Academic journal article The Journal of Real Estate Research

Time, Place, Space, Technology and Corporate Real Estate Strategy

Academic journal article The Journal of Real Estate Research

Time, Place, Space, Technology and Corporate Real Estate Strategy

Article excerpt


Few corporations take a strategic approach to managing real estate. This survey finds that corporate real estate managers and service providers in Australia, Hong Kong, the United Kingdom and the United States continue to fulfill a traditional transactional role within their organizations. Real estate is not cooperating with other parts of the organization to provide their companies with flexibility that could increase competitiveness. While the use of technology is growing, real estate managers remain uncertain about its role in their future. Corporate real estate managers believe that to be effective in the future they will need strategic planning skills and business knowledge.


Although all corporations lease and own real property that they use to support their core business, very few use a strategic approach to acquiring, managing and disposing of real estate. Often corporate real estate officers and others in the organization make daily decisions about facility location, building design, space layout and lease obligations without a plan as to how those real property holdings could contribute to the company's productivity and profitability. To be most effective, organizations should follow a corporate real estate strategy that is consistent with overall corporate strategy and coordinated with other functional areas.
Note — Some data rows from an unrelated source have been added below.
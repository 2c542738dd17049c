//! Request phases as a typestate pipeline.
//!
//! `Initialized -> GraphsLoaded -> Expanded -> Validated -> ReportAssembled`.
//! Each transition consumes the previous phase, so a request cannot be
//! evaluated before its graphs are loaded or reported before it is evaluated.
//! The failed state is the `Err` returned by a fallible transition.

use super::{ExpansionSummary, GraphSource, ValidationConfig, ValidationOutcome, ValidationRequest, ValidatorService};
use crate::error::{GraphRole, ValidatorError};
use crate::shacl::{Evaluation, InferenceMode};
use oxigraph::model::Graph;
use tracing::debug;

/// Sources not loaded yet
pub struct Initialized {
    data: GraphSource,
    shapes: Option<GraphSource>,
    ontology: Option<GraphSource>,
}

/// Data and shapes graphs are present and non-empty
pub struct GraphsLoaded;

/// Ontology graph holds everything expansion could pull in
pub struct Expanded;

pub struct Validated {
    evaluation: Evaluation,
}

pub struct ReportAssembled {
    outcome: ValidationOutcome,
}

#[derive(Default)]
struct Graphs {
    data: Graph,
    shapes: Graph,
    ontology: Graph,
}

pub struct ValidationPipeline<'a, State> {
    service: &'a ValidatorService,
    config: ValidationConfig,
    graphs: Graphs,
    expansion: ExpansionSummary,
    state: State,
}

impl<'a, State> ValidationPipeline<'a, State> {
    fn transition<Next>(self, state: Next) -> ValidationPipeline<'a, Next> {
        ValidationPipeline {
            service: self.service,
            config: self.config,
            graphs: self.graphs,
            expansion: self.expansion,
            state,
        }
    }
}

impl<'a> ValidationPipeline<'a, Initialized> {
    pub fn new(service: &'a ValidatorService, request: ValidationRequest) -> Self {
        Self {
            service,
            config: request.config,
            graphs: Graphs::default(),
            expansion: ExpansionSummary::default(),
            state: Initialized {
                data: request.data,
                shapes: request.shapes,
                ontology: request.ontology,
            },
        }
    }

    /// Parses or fetches the three input graphs.
    ///
    /// Shapes and ontology come from the request or from a catalog id, never
    /// both. Emptiness is checked once everything has parsed.
    pub async fn load_graphs(mut self) -> Result<ValidationPipeline<'a, GraphsLoaded>, ValidatorError> {
        let service = self.service;

        let data = service.load_source(&self.state.data, GraphRole::Data).await?;

        let shapes = match (&self.state.shapes, &self.config.shapes_id) {
            (Some(_), Some(_)) => {
                return Err(ValidatorError::input("Multiple shapes graphs in input."));
            }
            (Some(source), None) => service.load_source(source, GraphRole::Shapes).await?,
            (None, Some(id)) => service.load_catalog_graph(id, GraphRole::Shapes).await?,
            (None, None) => return Err(ValidatorError::input("No shapes graph in input.")),
        };

        let ontology = match (&self.state.ontology, &self.config.ontology_id) {
            (Some(_), Some(_)) => {
                return Err(ValidatorError::input("Multiple ontology graphs in input."));
            }
            (Some(source), None) => service.load_source(source, GraphRole::Ontology).await?,
            (None, Some(id)) => service.load_catalog_graph(id, GraphRole::Ontology).await?,
            (None, None) => Graph::new(),
        };

        if data.is_empty() {
            return Err(ValidatorError::EmptyGraph {
                graph: GraphRole::Data,
            });
        }
        if shapes.is_empty() {
            return Err(ValidatorError::EmptyGraph {
                graph: GraphRole::Shapes,
            });
        }

        debug!(
            phase = "graphs_loaded",
            data = data.len(),
            shapes = shapes.len(),
            ontology = ontology.len(),
        );
        self.graphs = Graphs {
            data,
            shapes,
            ontology,
        };
        Ok(self.transition(GraphsLoaded))
    }
}

impl<'a> ValidationPipeline<'a, GraphsLoaded> {
    /// Resolves imports, then expands object IRIs. Skipped entirely when
    /// `expand` is off. Never fails.
    pub async fn expand(mut self) -> ValidationPipeline<'a, Expanded> {
        if self.config.expand {
            let engine = &self.service.engine;
            let Graphs { data, ontology, .. } = &mut self.graphs;

            let imports = engine.resolve_imports(data, ontology).await;
            let objects = engine.expand_objects(data, ontology).await;
            self.expansion = ExpansionSummary {
                imports: Some(imports),
                objects: Some(objects),
            };
        }
        debug!(
            phase = "expanded",
            expand = self.config.expand,
            ontology = self.graphs.ontology.len(),
            merged = self.expansion.merged(),
        );
        self.transition(Expanded)
    }
}

impl<'a> ValidationPipeline<'a, Expanded> {
    pub fn validate(self) -> Result<ValidationPipeline<'a, Validated>, ValidatorError> {
        let Graphs {
            data,
            shapes,
            ontology,
        } = &self.graphs;
        let evaluation = self
            .service
            .evaluator
            .evaluate(data, shapes, ontology, InferenceMode::Rdfs)?;
        debug!(
            phase = "validated",
            conforms = evaluation.conforms,
            results = evaluation.result_count,
        );
        Ok(self.transition(Validated { evaluation }))
    }
}

impl<'a> ValidationPipeline<'a, Validated> {
    pub fn assemble(self) -> ValidationPipeline<'a, ReportAssembled> {
        let include_expanded_triples = self.config.include_expanded_triples;
        let outcome = ValidationOutcome {
            conforms: self.state.evaluation.conforms,
            report: self.state.evaluation.report_graph,
            data: self.graphs.data,
            ontology: self.graphs.ontology,
            expansion: self.expansion,
            include_expanded_triples,
        };
        ValidationPipeline {
            service: self.service,
            config: self.config,
            graphs: Graphs::default(),
            expansion: ExpansionSummary::default(),
            state: ReportAssembled { outcome },
        }
    }
}

impl ValidationPipeline<'_, ReportAssembled> {
    pub fn into_outcome(self) -> ValidationOutcome {
        self.state.outcome
    }
}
Yet, in the past, most real estate managers were not members of corporate strategy teams and many corporate real estate officers were not involved in decisions regarding the changing workplace.

The purpose of this study was to analyze the results of a 2000 survey of corporate real estate managers and service providers to determine whether the role of real estate in corporate strategic planning is changing and whether real estate managers are adjusting to changes in the business environment. Responses from Australia, Hong Kong, the United Kingdom and the United States are compared to analyze differences between corporate real estate management in different parts of the world. This study also explored the role of corporate real estate in the future and the knowledge and skills corporate real estate managers will need to be successful in the changing business environment.
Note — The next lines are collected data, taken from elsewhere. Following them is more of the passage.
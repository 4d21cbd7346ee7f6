//! Baseball play-by-play core
//!
//! Parses scorer's play codes (`S7`, `64(1)3/GDP`, `HR.2-H;1-H`) into a typed
//! AST and replays them through an immutable game-state reducer that keeps
//! the score, the bases, the batting order and per-appearance batting lines.
//!
//! ```text
//! event file ──► event_file::parse_log ──► play::parse_play ──► game::reduce_state
//!                 (records, lineups)        (AST or failure)      (next GameState)
//! ```

pub mod config;
pub mod error;
pub mod event_file;
pub mod game;
pub mod play;

pub use config::{IngestConfig, RecordPolicy};
pub use error::{CoreError, Result, Role};
pub use event_file::{parse_log, read_log, BoxScore, Event, Game, Logs};
pub use game::{reduce_state, Appearance, GameState, StatKind, Statline, Stats, Team};
pub use play::{parse_play, parse_plays, play_is_scoring, ParseFailure, Play};
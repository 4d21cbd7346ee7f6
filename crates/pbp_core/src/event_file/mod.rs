//! Event-file ingestion
//!
//! Reads a season event file (one CSV record per line, games delimited by
//! `id` records) into [`Game`]s. Play codes are parsed up front as one batch,
//! then each game's records are replayed in order through the reducer.
//!
//! A fault inside a game aborts that game only: it is kept with
//! [`Game::aborted`] set and the rest of its records are skipped. With
//! `strict_fields` off, a fault confined to one record skips that record.

mod game;
mod record;

pub use game::{BoxLine, BoxScore, Event, Game};
pub use record::{format_count, FieldCursor, PlayRecord, Record};

use std::collections::HashMap;
use std::path::Path;

use csv::StringRecord;
use serde::Serialize;
use tracing::{debug, info, warn};

use crate::config::{IngestConfig, RecordPolicy};
use crate::error::{CoreError, Result};
use crate::game::{reduce_state, GameState};
use crate::play::{parse_play, parse_plays, ParseFailure, Play};

/// Every game read from one event file, in file order
#[derive(Debug, Clone, Default, PartialEq, Serialize)]
pub struct Logs {
    games: Vec<Game>,
}

impl Logs {
    pub fn games(&self) -> &[Game] {
        &self.games
    }

    pub fn game(&self, id: &str) -> Option<&Game> {
        self.games.iter().find(|game| game.id == id)
    }

    pub fn into_games(self) -> Vec<Game> {
        self.games
    }
}

// ============================================================================
// Game builder
// ============================================================================

/// The game being ingested and the event currently receiving comments and
/// substitutions.
struct GameBuilder {
    game: Game,
    current_event: Option<Event>,
    /// `badj` override, applied while this batter stays up
    batter_hand: Option<(String, String)>,
}

impl GameBuilder {
    fn new(id: String) -> Self {
        Self {
            game: Game::new(id),
            current_event: None,
            batter_hand: None,
        }
    }

    fn is_aborted(&self) -> bool {
        self.game.aborted.is_some()
    }

    fn abort(&mut self, err: CoreError) {
        warn!(game = %self.game.id, error = %err, "aborting game");
        self.game.aborted = Some(err.to_string());
    }

    /// The current state, built from the starters on first use.
    fn current_state(&mut self) -> Result<&GameState> {
        let state = match self.game.state.take() {
            Some(state) => state,
            None => GameState::initial(&self.game.starters)?,
        };
        Ok(self.game.state.insert(state))
    }

    fn note(&mut self, text: String) {
        match self.current_event.as_mut() {
            Some(event) => event.comments.push(text),
            None => self.game.comments.push(text),
        }
    }

    fn begin_event(&mut self, event: Event) {
        if let Some(done) = self.current_event.replace(event) {
            self.game.events.push(done);
        }
    }

    fn apply(
        &mut self,
        record: Record,
        line: usize,
        parsed: Option<std::result::Result<Play, ParseFailure>>,
        config: &IngestConfig,
    ) -> Result<()> {
        match record {
            // Games are opened by the caller
            Record::Id(_) => {}
            Record::Version(version) => self.game.version = Some(version),
            Record::Info { key, value } => {
                self.game.info.insert(key, value);
            }
            Record::Start(app) => self.game.starters.push(app),
            Record::Sub(app) => {
                let (next, substitution) = self.current_state()?.with_substitution(app)?;
                debug!(
                    game = %self.game.id,
                    from = %substitution.from.player_id,
                    to = %substitution.to.player_id,
                    "substitution"
                );
                match self.current_event.as_mut() {
                    Some(event) => event.substitutions.push(substitution),
                    None => self.game.lineup_changes.push(substitution),
                }
                self.game.state = Some(next);
            }
            Record::Play(play_record) => self.apply_play(play_record, line, parsed)?,
            Record::Comment(text) => self.note(text),
            Record::Data(fields) => self.game.data.push(fields),
            Record::RunnerAdjustment { player_id, base } => {
                let next = self.current_state()?.with_runner(&player_id, base)?;
                self.game.state = Some(next);
            }
            Record::BatterHand { player_id, hand } => {
                self.batter_hand = Some((player_id, hand));
            }
            Record::Unhandled { kind, fields } => {
                debug!(game = %self.game.id, line, kind = %kind, "unhandled record kept as comment");
                self.note(unhandled_comment(&kind, &fields));
            }
            Record::Unknown { kind, fields } => match config.unknown_records {
                RecordPolicy::Fail => return Err(CoreError::UnknownRecord { line, kind }),
                RecordPolicy::Annotate => {
                    warn!(game = %self.game.id, line, kind = %kind, "unknown record kept as comment");
                    self.note(unhandled_comment(&kind, &fields));
                }
            },
        }
        Ok(())
    }

    fn apply_play(
        &mut self,
        record: PlayRecord,
        line: usize,
        parsed: Option<std::result::Result<Play, ParseFailure>>,
    ) -> Result<()> {
        let play = parsed.unwrap_or_else(|| parse_play(&record.code));
        let preceding = self.current_state()?.clone();

        let reduced = match &play {
            Ok(play) => Some(reduce_state(&preceding, play, &record.batter_id)),
            Err(failure) => {
                warn!(
                    game = %self.game.id,
                    line,
                    column = failure.column,
                    expected = ?failure.expected,
                    "cannot parse play `{}`",
                    failure.input
                );
                None
            }
        };

        self.batter_hand = self
            .batter_hand
            .take()
            .filter(|(player_id, _)| *player_id == record.batter_id);
        let batter_hand = self.batter_hand.as_ref().map(|(_, hand)| hand.clone());

        self.begin_event(Event {
            inning: record.inning,
            batting_team: record.team,
            batter_id: record.batter_id,
            count: record.count,
            pitches: record.pitches,
            play,
            batter_hand,
            comments: Vec::new(),
            substitutions: Vec::new(),
            preceding_state: preceding,
        });

        if let Some(reduced) = reduced {
            self.game.state = Some(reduced?);
        }
        Ok(())
    }

    fn finish(mut self) -> Game {
        if let Some(event) = self.current_event.take() {
            self.game.events.push(event);
        }
        match (&self.game.aborted, self.game.final_state()) {
            (None, Some(state)) => info!(
                game = %self.game.id,
                events = self.game.events.len(),
                away = state.score.away,
                home = state.score.home,
                "game ingested"
            ),
            (None, None) => info!(game = %self.game.id, "game ingested without plays"),
            (Some(reason), _) => warn!(game = %self.game.id, %reason, "game ingested partially"),
        }
        self.game
    }
}

fn unhandled_comment(kind: &str, fields: &[String]) -> String {
    let mut parts = vec!["Unhandled", kind];
    parts.extend(fields.iter().map(String::as_str));
    parts.join(",")
}

fn read_record(row: &StringRecord, line: usize, strict: bool) -> Result<Record> {
    let mut cursor = FieldCursor::new(row, line);
    let record = Record::read(&mut cursor)?;
    let leftovers = cursor.finish(strict)?;
    if !leftovers.is_empty() {
        warn!(line, ?leftovers, "ignoring trailing fields");
    }
    Ok(record)
}

// ============================================================================
// Entry points
// ============================================================================

/// Ingest the text of one event file.
///
/// Fails as a whole only when the CSV itself is unreadable or a record
/// appears before the first `id`.
pub fn parse_log(text: &str, config: &IngestConfig) -> Result<Logs> {
    let mut reader = csv::ReaderBuilder::new()
        .has_headers(false)
        .flexible(true)
        .from_reader(text.as_bytes());

    let rows = reader
        .records()
        .map(|row| -> Result<(usize, StringRecord)> {
            let row = row?;
            let line = row.position().map_or(0, |pos| pos.line() as usize);
            Ok((line, row))
        })
        .collect::<Result<Vec<_>>>()?;

    // Parsing needs no game state, so every play code goes in one batch.
    let (play_rows, codes): (Vec<usize>, Vec<&str>) = rows
        .iter()
        .enumerate()
        .filter(|(_, (_, row))| row.get(0) == Some("play"))
        .filter_map(|(idx, (_, row))| row.get(6).map(|code| (idx, code)))
        .unzip();
    let mut parsed: HashMap<usize, _> = play_rows
        .into_iter()
        .zip(parse_plays(&codes, config))
        .collect();
    debug!(rows = rows.len(), plays = codes.len(), "event file tokenised");

    let mut games = Vec::new();
    let mut current: Option<GameBuilder> = None;

    for (idx, (line, row)) in rows.iter().enumerate() {
        let record = read_record(row, *line, config.strict_fields);
        if let Ok(Record::Id(id)) = &record {
            if let Some(done) = current.take() {
                games.push(done.finish());
            }
            debug!(game = %id, line, "game started");
            current = Some(GameBuilder::new(id.clone()));
            continue;
        }

        let Some(builder) = current.as_mut() else {
            return Err(record.err().unwrap_or_else(|| CoreError::RecordOutsideGame {
                line: *line,
                kind: row.get(0).unwrap_or("").to_string(),
            }));
        };
        if builder.is_aborted() {
            continue;
        }
        let outcome = record.and_then(|record| builder.apply(record, *line, parsed.remove(&idx), config));
        match outcome {
            Ok(()) => {}
            Err(err) if !config.strict_fields && !err.is_fatal_to_game() => {
                warn!(game = %builder.game.id, line = *line, error = %err, "skipping record");
            }
            Err(err) => builder.abort(err),
        }
    }

    if let Some(done) = current.take() {
        games.push(done.finish());
    }
    Ok(Logs { games })
}

/// Ingest an event file from disk.
pub fn read_log(path: impl AsRef<Path>, config: &IngestConfig) -> Result<Logs> {
    let text = std::fs::read_to_string(path.as_ref())?;
    parse_log(&text, config)
}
The traditional role of the corporate real estate officer was to find facilities based on specifications set by operations, negotiate the best price, manage the space, then dispose of it when operations did not want it any longer. Operations determined their goals, decided what real property they needed to support those goals, and only then contacted the real estate manager to locate the property and negotiate the lease or purchase. This exemplifies a transaction-based corporate real estate function, with the strategic decision-making handled by operations (Veale, 1989). Even among companies that employ a corporate real estate officer, few have placed the head of property issues at a major decision-making level in the organization (Avis, 1990). Therefore, in many organizations the corporate real estate manager is not involved in the company's strategic planning process. Rather, real estate decisions are made on a property-by-property basis with no overall guiding plan for real estate assets. In addition, these real estate choices are often made without consultation and coordination with other important business units such as marketing, information systems and human resources.

An International Development Research Council (IDRC) study (Joroff, Louargand, Lambert and Becker, 1993) identified five evolutionary stages of corporate real estate unit development: (1) taskmaster; (2) controller; (3) dealmaker; (4) intrapreneur; and (5) business strategist. This sequence recognizes the need for real estate executives to move from order taking and care taking to tackling company-wide competitiveness issues. The question is whether corporate real estate officers have evolved into the business strategist stage. …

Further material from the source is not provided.